La CDU planea endurecer la ley de nacionalidad para competir con AfD
El partido del canciller Merz busca prohibir la doble ciudadanía e imponer mayores exigencias lingüísticas y económicas para tratar de contener la fuga de votos hacia el partido neonazi.
La Unión Demócrata Cristiana (CDU), formación conservadora que lidera el Gobierno de Alemania, se encuentra diseñando un plan para reformar de manera integral las leyes de ciudadanía e inmigración del país. Esta maniobra política responde al objetivo estratégico de frenar el crecimiento electoral de la formación de neonazi Alternativa por Alemania (AfD). La cúpula del partido que encabeza el canciller Friedrich Merz baraja medidas de calado entre las que destacan la prohibición de la doble nacionalidad, la exigencia de un dominio avanzado del idioma alemán, la acreditación de una absoluta independencia económica sin subsidios públicos y el “compromiso explícito de renuncia a cualquier forma de antisemitismo”.
En una entrevista concedida al periódico británico The Telegraph, Günter Krings, vicepresidente del grupo parlamentario de la CDU en el Bundestag, argumentó que “las legislaciones aprobadas por las administraciones anteriores hicieron que la obtención del pasaporte alemán fuera demasiado rápida y demasiado fácil”. Según explicó, la naturalización “no debe entenderse como un incentivo previo, sino como el último paso al final de un proceso de integración en nuestra fuerza laboral, nuestra sociedad y nuestro orden constitucional”. Krings enfatizó que el Estado germano “no puede aceptar que haya personas que vivan en una sociedad paralela y que, al mismo tiempo, pretendan ser ciudadanos alemanes”.
El núcleo duro de la propuesta busca elevar de forma sustancial los estándares exigidos a los solicitantes.

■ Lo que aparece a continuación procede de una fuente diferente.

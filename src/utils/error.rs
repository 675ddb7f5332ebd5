use thiserror::Error;

/// Failure of a single formation query, as surfaced to the caller.
#[derive(Error, Debug, Clone, PartialEq)]
pub enum QueryFailure {
    #[error("Network unreachable: {0}")]
    Network(String),

    #[error("Malformed response: {0}")]
    MalformedResponse(String),

    #[error("Server error ({status}): {message}")]
    Server { status: u16, message: String },
}

#[derive(Error, Debug)]
pub enum SyncError {
    #[error("Invalid identifier: an item needs a non-empty id")]
    InvalidIdentifier,

    #[error("Invalid item '{id}': {reason}")]
    InvalidItem { id: String, reason: String },

    #[error("'{id}' is already selected")]
    DuplicateSelection { id: String },

    #[error("Selection is empty, nothing to submit")]
    EmptySelection,

    #[error("A submission is already running")]
    SubmissionInProgress,

    #[error("No credential available, sign in first")]
    Unauthorized,

    #[error("Query failed: {0}")]
    Query(#[from] QueryFailure),

    #[error("HTTP request failed: {0}")]
    HttpError(#[from] reqwest::Error),

    #[error("IO error: {0}")]
    IoError(#[from] std::io::Error),

    #[error("Serialization error: {0}")]
    SerializationError(#[from] serde_json::Error),

    #[error("Configuration error: {message}")]
    ConfigError { message: String },

    #[error("Missing configuration: {field}")]
    MissingConfigError { field: String },

    #[error("Invalid value '{value}' for {field}: {reason}")]
    InvalidConfigValueError {
        field: String,
        value: String,
        reason: String,
    },
}

#[derive(Debug, Clone, Copy, PartialEq, Eq)]
pub enum ErrorCategory {
    Input,
    Authorization,
    Network,
    Storage,
    Configuration,
}

#[derive(Debug, Clone, Copy, PartialEq, Eq, PartialOrd, Ord)]
pub enum ErrorSeverity {
    Low,
    Medium,
    High,
    Critical,
}

impl SyncError {
    pub fn category(&self) -> ErrorCategory {
        match self {
            SyncError::InvalidIdentifier
            | SyncError::InvalidItem { .. }
            | SyncError::DuplicateSelection { .. }
            | SyncError::EmptySelection
            | SyncError::SubmissionInProgress => ErrorCategory::Input,
            SyncError::Unauthorized => ErrorCategory::Authorization,
            SyncError::Query(_) | SyncError::HttpError(_) => ErrorCategory::Network,
            SyncError::IoError(_) | SyncError::SerializationError(_) => ErrorCategory::Storage,
            SyncError::ConfigError { .. }
            | SyncError::MissingConfigError { .. }
            | SyncError::InvalidConfigValueError { .. } => ErrorCategory::Configuration,
        }
    }

    pub fn severity(&self) -> ErrorSeverity {
        match self {
            // informational, nothing was lost
            SyncError::DuplicateSelection { .. }
            | SyncError::EmptySelection
            | SyncError::SubmissionInProgress => ErrorSeverity::Low,
            SyncError::Query(_) | SyncError::HttpError(_) => ErrorSeverity::Medium,
            SyncError::InvalidIdentifier
            | SyncError::InvalidItem { .. }
            | SyncError::Unauthorized
            | SyncError::ConfigError { .. }
            | SyncError::MissingConfigError { .. }
            | SyncError::InvalidConfigValueError { .. } => ErrorSeverity::High,
            SyncError::IoError(_) | SyncError::SerializationError(_) => ErrorSeverity::Critical,
        }
    }

    pub fn user_friendly_message(&self) -> String {
        match self {
            SyncError::InvalidIdentifier => "This item cannot be selected.".to_string(),
            SyncError::InvalidItem { id, .. } => format!("Item '{}' cannot be added.", id),
            SyncError::DuplicateSelection { id } => {
                format!("'{}' is already in your selection.", id)
            }
            SyncError::EmptySelection => "Your selection is empty.".to_string(),
            SyncError::SubmissionInProgress => "Enrollment is already in progress.".to_string(),
            SyncError::Unauthorized => "You must be signed in to enroll.".to_string(),
            SyncError::Query(failure) => failure.user_message(),
            SyncError::HttpError(_) => "Could not reach the server.".to_string(),
            SyncError::IoError(_) | SyncError::SerializationError(_) => {
                "Local data could not be read or written.".to_string()
            }
            SyncError::ConfigError { .. }
            | SyncError::MissingConfigError { .. }
            | SyncError::InvalidConfigValueError { .. } => {
                format!("Invalid configuration: {}", self)
            }
        }
    }

    pub fn recovery_suggestion(&self) -> &'static str {
        match self.category() {
            ErrorCategory::Input => "Check the selection and try again.",
            ErrorCategory::Authorization => "Sign in or provide a token, then retry.",
            ErrorCategory::Network => "Check your connection and the API base URL.",
            ErrorCategory::Storage => "Check permissions on the storage directory.",
            ErrorCategory::Configuration => "Fix the configuration file or flags.",
        }
    }
}

impl QueryFailure {
    pub fn user_message(&self) -> String {
        match self {
            QueryFailure::Network(_) => {
                "Unable to reach the server. Check your connection.".to_string()
            }
            QueryFailure::MalformedResponse(_) => {
                "The server sent an unexpected response.".to_string()
            }
            QueryFailure::Server { message, .. } => message.clone(),
        }
    }
}

pub type Result<T> = std::result::Result<T, SyncError>;

#[cfg(test)]
mod tests {
    use super::*;

    #[test]
    fn test_duplicate_is_low_severity_input_error() {
        let err = SyncError::DuplicateSelection {
            id: "rust-101".to_string(),
        };
        assert_eq!(err.category(), ErrorCategory::Input);
        assert_eq!(err.severity(), ErrorSeverity::Low);
        assert!(err.user_friendly_message().contains("rust-101"));
    }

    #[test]
    fn test_server_failure_message_is_passed_through() {
        let err = SyncError::from(QueryFailure::Server {
            status: 503,
            message: "maintenance".to_string(),
        });
        assert_eq!(err.category(), ErrorCategory::Network);
        assert_eq!(err.user_friendly_message(), "maintenance");
    }
}
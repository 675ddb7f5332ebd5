use crate::config::AppSettings;
use crate::utils::error::{Result, SyncError};
use crate::utils::validation::Validate;
use regex::Regex;
use serde::{Deserialize, Serialize};
use std::path::Path;

#[derive(Debug, Clone, Serialize, Deserialize)]
pub struct TomlConfig {
    pub api: ApiConfig,
    pub storage: Option<StorageConfig>,
    pub query: Option<QueryConfig>,
    pub auth: Option<AuthConfig>,
    pub logging: Option<LoggingConfig>,
}

#[derive(Debug, Clone, Serialize, Deserialize)]
pub struct ApiConfig {
    pub base_url: String,
    pub enrollment_path: Option<String>,
    pub formations_path: Option<String>,
    pub request_timeout_seconds: Option<u64>,
}

#[derive(Debug, Clone, Serialize, Deserialize)]
pub struct StorageConfig {
    pub directory: Option<String>,
    pub selection_key: Option<String>,
    pub cart_key: Option<String>,
}

#[derive(Debug, Clone, Serialize, Deserialize)]
pub struct QueryConfig {
    pub page_size: Option<u64>,
    pub debounce_ms: Option<u64>,
}

#[derive(Debug, Clone, Serialize, Deserialize)]
pub struct AuthConfig {
    pub token_env: Option<String>,
}

#[derive(Debug, Clone, Serialize, Deserialize)]
pub struct LoggingConfig {
    pub verbose: Option<bool>,
    pub json: Option<bool>,
}

impl TomlConfig {
    /// Loads and parses a TOML file.
    pub fn from_file<P: AsRef<Path>>(path: P) -> Result<Self> {
        let content = std::fs::read_to_string(&path).map_err(SyncError::IoError)?;
        Self::from_toml_str(&content)
    }

    /// Parses TOML text after `${VAR}` substitution.
    pub fn from_toml_str(content: &str) -> Result<Self> {
        let processed_content = Self::substitute_env_vars(content)?;

        toml::from_str(&processed_content).map_err(|e| SyncError::ConfigError {
            message: format!("TOML parsing error: {}", e),
        })
    }

    /// Replaces `${VAR}` with the environment value; unset variables are left as written.
    fn substitute_env_vars(content: &str) -> Result<String> {
        let re = Regex::new(r"\$\{([^}]+)\}").map_err(|e| SyncError::ConfigError {
            message: format!("Invalid substitution pattern: {}", e),
        })?;

        let result = re.replace_all(content, |caps: &regex::Captures| {
            let var_name = &caps[1];
            std::env::var(var_name).unwrap_or_else(|_| format!("${{{}}}", var_name))
        });

        Ok(result.to_string())
    }

    /// Fills unset fields from the defaults.
    pub fn to_settings(&self) -> AppSettings {
        let defaults = AppSettings::default();
        let storage = self.storage.as_ref();
        let query = self.query.as_ref();

        AppSettings {
            base_url: self.api.base_url.clone(),
            enrollment_path: self
                .api
                .enrollment_path
                .clone()
                .unwrap_or(defaults.enrollment_path),
            formations_path: self
                .api
                .formations_path
                .clone()
                .unwrap_or(defaults.formations_path),
            storage_dir: storage
                .and_then(|s| s.directory.clone())
                .unwrap_or(defaults.storage_dir),
            selection_key: storage
                .and_then(|s| s.selection_key.clone())
                .unwrap_or(defaults.selection_key),
            cart_key: storage
                .and_then(|s| s.cart_key.clone())
                .unwrap_or(defaults.cart_key),
            page_size: query.and_then(|q| q.page_size).unwrap_or(defaults.page_size),
            debounce_ms: query
                .and_then(|q| q.debounce_ms)
                .unwrap_or(defaults.debounce_ms),
            request_timeout_seconds: self
                .api
                .request_timeout_seconds
                .or(defaults.request_timeout_seconds),
            token_env: self
                .auth
                .as_ref()
                .and_then(|a| a.token_env.clone())
                .unwrap_or(defaults.token_env),
        }
    }

    pub fn verbose_logging(&self) -> bool {
        self.logging
            .as_ref()
            .and_then(|l| l.verbose)
            .unwrap_or(false)
    }

    pub fn json_logging(&self) -> bool {
        self.logging.as_ref().and_then(|l| l.json).unwrap_or(false)
    }
}

impl Validate for TomlConfig {
    fn validate(&self) -> Result<()> {
        self.to_settings().validate()
    }
}
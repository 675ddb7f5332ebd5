use crate::domain::ports::CredentialSource;
use async_trait::async_trait;
use std::sync::{Arc, PoisonError, RwLock};

/// Token held in memory; the session layer swaps it on sign-in/out.
#[derive(Debug, Clone, Default)]
pub struct StaticCredentials {
    token: Arc<RwLock<Option<String>>>,
}

impl StaticCredentials {
    pub fn new(token: Option<String>) -> Self {
        Self {
            token: Arc::new(RwLock::new(token)),
        }
    }

    pub fn signed_in(token: impl Into<String>) -> Self {
        Self::new(Some(token.into()))
    }

    pub fn anonymous() -> Self {
        Self::new(None)
    }

    pub fn set_token(&self, token: Option<String>) {
        *self.token.write().unwrap_or_else(PoisonError::into_inner) = token;
    }
}

#[async_trait]
impl CredentialSource for StaticCredentials {
    async fn token(&self) -> Option<String> {
        self.token
            .read()
            .unwrap_or_else(PoisonError::into_inner)
            .clone()
    }
}

/// Reads the token from an environment variable at every lookup.
#[derive(Debug, Clone)]
pub struct EnvCredentials {
    var_name: String,
}

impl EnvCredentials {
    pub fn new(var_name: impl Into<String>) -> Self {
        Self {
            var_name: var_name.into(),
        }
    }
}

#[async_trait]
impl CredentialSource for EnvCredentials {
    async fn token(&self) -> Option<String> {
        std::env::var(&self.var_name).ok()
    }
}
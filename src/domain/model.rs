use chrono::{DateTime, Utc};
use serde::{Deserialize, Deserializer, Serialize};

/// A line item in the pricing cart.
#[derive(Debug, Clone, PartialEq, Serialize, Deserialize)]
pub struct CartItem {
    pub id: String,
    pub title: String,
    #[serde(deserialize_with = "lenient_number")]
    pub price: f64,
    #[serde(
        default,
        deserialize_with = "lenient_quantity",
        skip_serializing_if = "Option::is_none"
    )]
    pub quantity: Option<u32>,
}

impl CartItem {
    pub fn new(id: impl Into<String>, title: impl Into<String>, price: f64) -> Self {
        Self {
            id: id.into(),
            title: title.into(),
            price,
            quantity: None,
        }
    }

    pub fn with_quantity(mut self, quantity: u32) -> Self {
        self.quantity = Some(quantity);
        self
    }

    /// `price × max(quantity, 1)`; a non-finite price counts as 0.
    pub fn line_total(&self) -> f64 {
        let price = if self.price.is_finite() { self.price } else { 0.0 };
        price * f64::from(self.quantity.unwrap_or(1).max(1))
    }
}

/// A course offering as served by the query endpoint.
#[derive(Debug, Clone, PartialEq, Serialize, Deserialize)]
pub struct Formation {
    #[serde(deserialize_with = "string_or_number")]
    pub id: String,
    pub title: String,
    #[serde(default)]
    pub description: String,
    #[serde(default)]
    pub date: String,
    #[serde(default)]
    pub location: String,
    #[serde(default)]
    pub duration: String,
    #[serde(default)]
    pub instructor: String,
    #[serde(default, deserialize_with = "lenient_number")]
    pub price: f64,
    #[serde(default)]
    pub seats: u32,
    #[serde(default)]
    pub level: String,
    #[serde(default, skip_serializing_if = "Option::is_none")]
    pub image: Option<String>,
}

impl Formation {
    pub fn to_cart_item(&self) -> CartItem {
        CartItem::new(self.id.clone(), self.title.clone(), self.price)
    }
}

#[derive(Debug, Clone, Copy, Default, PartialEq, Eq, Serialize, Deserialize)]
pub struct PaginationState {
    pub total: u64,
    pub limit: u64,
    pub offset: u64,
    pub pages: u64,
}

impl PaginationState {
    pub fn new(total: u64, limit: u64, offset: u64) -> Self {
        Self {
            total,
            limit,
            offset,
            pages: page_count(total, limit),
        }
    }

    /// 1-based page the offset falls on.
    pub fn current_page(&self) -> u64 {
        if self.limit == 0 {
            1
        } else {
            self.offset / self.limit + 1
        }
    }

    /// Recomputes `pages` so it always matches `ceil(total / limit)`.
    pub fn normalized(self) -> Self {
        Self::new(self.total, self.limit, self.offset)
    }
}

pub fn page_count(total: u64, limit: u64) -> u64 {
    if limit == 0 {
        0
    } else {
        total.div_ceil(limit)
    }
}

/// Body of a successful query response.
#[derive(Debug, Clone, PartialEq, Serialize, Deserialize)]
pub struct ResourcePage {
    pub items: Vec<Formation>,
    pub pagination: PaginationState,
}

/// Effective parameters of a formation query.
#[derive(Debug, Clone, PartialEq, Eq)]
pub struct QueryParams {
    pub limit: u64,
    pub offset: u64,
    pub search: Option<String>,
    pub level: Option<String>,
    pub location: Option<String>,
}

impl QueryParams {
    pub fn new(limit: u64) -> Self {
        Self {
            limit,
            offset: 0,
            search: None,
            level: None,
            location: None,
        }
    }

    /// Query-string pairs; empty filters are left out.
    pub fn to_pairs(&self) -> Vec<(&'static str, String)> {
        let mut pairs = vec![
            ("limit", self.limit.to_string()),
            ("offset", self.offset.to_string()),
        ];
        let optional = [
            ("search", &self.search),
            ("level", &self.level),
            ("location", &self.location),
        ];
        for (name, value) in optional {
            if let Some(value) = value.as_deref().map(str::trim).filter(|v| !v.is_empty()) {
                pairs.push((name, value.to_string()));
            }
        }
        pairs
    }
}

#[derive(Debug, Clone, Copy, PartialEq, Eq, Serialize, Deserialize)]
#[serde(rename_all = "lowercase")]
pub enum OutcomeStatus {
    Success,
    Failure,
}

/// Settled result of one enrollment request.
#[derive(Debug, Clone, PartialEq, Serialize, Deserialize)]
pub struct SubmissionOutcome {
    pub id: String,
    pub status: OutcomeStatus,
    #[serde(skip_serializing_if = "Option::is_none")]
    pub error_message: Option<String>,
}

#[derive(Debug, Clone, PartialEq, Serialize, Deserialize)]
pub struct FailedEntry {
    pub id: String,
    pub reason: String,
}

#[derive(Debug, Clone, Copy, PartialEq, Eq)]
pub enum ReportStatus {
    AllSucceeded,
    PartialFailure,
    TotalFailure,
}

#[derive(Debug, Clone, PartialEq, Serialize, Deserialize)]
pub struct SubmissionReport {
    pub successful_count: usize,
    pub failed_entries: Vec<FailedEntry>,
    pub outcomes: Vec<SubmissionOutcome>,
    pub completed_at: DateTime<Utc>,
}

impl SubmissionReport {
    pub fn from_outcomes(outcomes: Vec<SubmissionOutcome>) -> Self {
        let successful_count = outcomes
            .iter()
            .filter(|o| o.status == OutcomeStatus::Success)
            .count();
        let failed_entries = outcomes
            .iter()
            .filter(|o| o.status == OutcomeStatus::Failure)
            .map(|o| FailedEntry {
                id: o.id.clone(),
                reason: o.error_message.clone().unwrap_or_default(),
            })
            .collect();

        Self {
            successful_count,
            failed_entries,
            outcomes,
            completed_at: Utc::now(),
        }
    }

    pub fn status(&self) -> ReportStatus {
        if self.failed_entries.is_empty() {
            ReportStatus::AllSucceeded
        } else if self.successful_count == 0 {
            ReportStatus::TotalFailure
        } else {
            ReportStatus::PartialFailure
        }
    }
}

/// Accepts a JSON number or a numeric string; anything else becomes 0.
fn lenient_number<'de, D>(deserializer: D) -> std::result::Result<f64, D::Error>
where
    D: Deserializer<'de>,
{
    let value = serde_json::Value::deserialize(deserializer)?;
    Ok(coerce_number(&value))
}

/// Same coercion as prices, truncated and clamped into `u32`; `null` stays unset.
fn lenient_quantity<'de, D>(deserializer: D) -> std::result::Result<Option<u32>, D::Error>
where
    D: Deserializer<'de>,
{
    let value = serde_json::Value::deserialize(deserializer)?;
    if value.is_null() {
        return Ok(None);
    }
    let quantity = coerce_number(&value).trunc().clamp(0.0, f64::from(u32::MAX));
    Ok(Some(quantity as u32))
}

pub fn coerce_number(value: &serde_json::Value) -> f64 {
    let number = match value {
        serde_json::Value::Number(n) => n.as_f64().unwrap_or(0.0),
        serde_json::Value::String(s) => s.trim().parse::<f64>().unwrap_or(0.0),
        serde_json::Value::Bool(b) => f64::from(u8::from(*b)),
        _ => 0.0,
    };
    if number.is_finite() {
        number
    } else {
        0.0
    }
}

fn string_or_number<'de, D>(deserializer: D) -> std::result::Result<String, D::Error>
where
    D: Deserializer<'de>,
{
    match serde_json::Value::deserialize(deserializer)? {
        serde_json::Value::String(s) => Ok(s),
        serde_json::Value::Number(n) => Ok(n.to_string()),
        other => Err(serde::de::Error::custom(format!(
            "expected string or number id, got {}",
            other
        ))),
    }
}
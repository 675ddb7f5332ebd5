use crate::domain::ports::KeyValueStore;
use crate::utils::error::{Result, SyncError};
use serde::de::DeserializeOwned;
use serde::Serialize;
use std::collections::HashMap;
use std::fs;
use std::io::ErrorKind;
use std::path::{Path, PathBuf};
use std::sync::{Arc, Mutex, PoisonError};

/// In-process store, lost when the process exits.
#[derive(Debug, Clone, Default)]
pub struct MemoryStore {
    values: Arc<Mutex<HashMap<String, String>>>,
}

impl MemoryStore {
    pub fn new() -> Self {
        Self::default()
    }
}

impl KeyValueStore for MemoryStore {
    fn get(&self, key: &str) -> Result<Option<String>> {
        let values = self.values.lock().unwrap_or_else(PoisonError::into_inner);
        Ok(values.get(key).cloned())
    }

    fn set(&self, key: &str, value: &str) -> Result<()> {
        let mut values = self.values.lock().unwrap_or_else(PoisonError::into_inner);
        values.insert(key.to_string(), value.to_string());
        Ok(())
    }

    fn remove(&self, key: &str) -> Result<()> {
        let mut values = self.values.lock().unwrap_or_else(PoisonError::into_inner);
        values.remove(key);
        Ok(())
    }
}

/// One `<key>.json` file per key under a base directory.
#[derive(Debug, Clone)]
pub struct FileStore {
    base_path: PathBuf,
}

impl FileStore {
    pub fn new(base_path: impl Into<PathBuf>) -> Self {
        Self {
            base_path: base_path.into(),
        }
    }

    pub fn base_path(&self) -> &Path {
        &self.base_path
    }

    fn path_for(&self, key: &str) -> Result<PathBuf> {
        let valid = !key.is_empty()
            && key
                .chars()
                .all(|c| c.is_ascii_alphanumeric() || matches!(c, '-' | '_' | '.'))
            && !key.starts_with('.');
        if !valid {
            return Err(SyncError::InvalidConfigValueError {
                field: "storage key".to_string(),
                value: key.to_string(),
                reason: "Keys may only contain ASCII letters, digits, '-', '_' and '.'"
                    .to_string(),
            });
        }
        Ok(self.base_path.join(format!("{}.json", key)))
    }
}

impl KeyValueStore for FileStore {
    fn get(&self, key: &str) -> Result<Option<String>> {
        let path = self.path_for(key)?;
        match fs::read_to_string(&path) {
            Ok(content) => Ok(Some(content)),
            Err(e) if e.kind() == ErrorKind::NotFound => Ok(None),
            Err(e) => Err(e.into()),
        }
    }

    fn set(&self, key: &str, value: &str) -> Result<()> {
        let path = self.path_for(key)?;

        if let Some(parent) = path.parent() {
            fs::create_dir_all(parent)?;
        }

        // readers never see a partially written value
        let tmp = path.with_extension("json.tmp");
        fs::write(&tmp, value)?;
        fs::rename(&tmp, &path)?;
        Ok(())
    }

    fn remove(&self, key: &str) -> Result<()> {
        let path = self.path_for(key)?;
        match fs::remove_file(path) {
            Ok(()) => Ok(()),
            Err(e) if e.kind() == ErrorKind::NotFound => Ok(()),
            Err(e) => Err(e.into()),
        }
    }
}

/// JSON (de)serialization on top of any [`KeyValueStore`].
#[derive(Clone)]
pub struct JsonStorage {
    backend: Arc<dyn KeyValueStore>,
}

impl JsonStorage {
    pub fn new<S: KeyValueStore + 'static>(backend: S) -> Self {
        Self {
            backend: Arc::new(backend),
        }
    }

    pub fn from_shared(backend: Arc<dyn KeyValueStore>) -> Self {
        Self { backend }
    }

    pub fn memory() -> Self {
        Self::new(MemoryStore::new())
    }

    /// `Ok(None)` when the key is absent; an error when the stored value does not parse.
    pub fn load<T: DeserializeOwned>(&self, key: &str) -> Result<Option<T>> {
        match self.backend.get(key)? {
            Some(raw) => Ok(Some(serde_json::from_str(&raw)?)),
            None => Ok(None),
        }
    }

    pub fn save<T: Serialize + ?Sized>(&self, key: &str, value: &T) -> Result<()> {
        let raw = serde_json::to_string(value)?;
        self.backend.set(key, &raw)
    }

    pub fn remove(&self, key: &str) -> Result<()> {
        self.backend.remove(key)
    }

    pub fn raw(&self) -> &dyn KeyValueStore {
        self.backend.as_ref()
    }
}

impl std::fmt::Debug for JsonStorage {
    fn fmt(&self, f: &mut std::fmt::Formatter<'_>) -> std::fmt::Result {
        f.debug_struct("JsonStorage").finish_non_exhaustive()
    }
}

Bajo el borrador que analiza la CDU, ya no bastará con acreditar un nivel de idioma B1, el cual únicamente garantiza la capacidad de mantener conversaciones cotidianas sencillas. La CDU sostiene que “para participar plenamente en la vida política y democrática del país es indispensable certificar un dominio lingüístico superior que permita comprender y debatir asuntos complejos”. Además, el proyecto exige que los aspirantes hayan residido al menos cinco años en el país, demuestren que no dependen en absoluto de las ayudas del Estado y renuncien formalmente a la ciudadanía de sus países de origen.
Respecto al ámbito económico, Krings criticó con dureza el marco normativo actual, al que calificó de “injusto para el contribuyente alemán”. Según recordó el diputado, los criterios vigentes y diversas resoluciones judiciales consideran suficiente que el solicitante obtenga al menos el 51% de sus ingresos mediante un empleo propio, permitiendo que el resto provenga de subsidios e intervenciones estatales. Para el representante de la CDU, el hecho de que casi la mitad de los ingresos de un aspirante “proceda del Estado” demuestra “una falta de integración económica real”, por lo que la nueva norma exigirá la “completa autosuficiencia financiera”. Otro pilar clave del plan implica la renuncia a la nacionalidad de origen al adquirir la alemana, argumentando que si una persona decide trasladarse de forma permanente a otro país “no existe justificación para conservar el vínculo jurídico anterior”.
Las declaraciones de Krings a The Telegraph se producen en el contexto de las elecciones de este domingo en el estado oriental de Sajonia-Anhalt, donde la CDU se ha descalabrado y AfD ha logrado rozar la mayoría absoluta, algo que el partido del canciller Merz teme se vaya a extender a otros estados.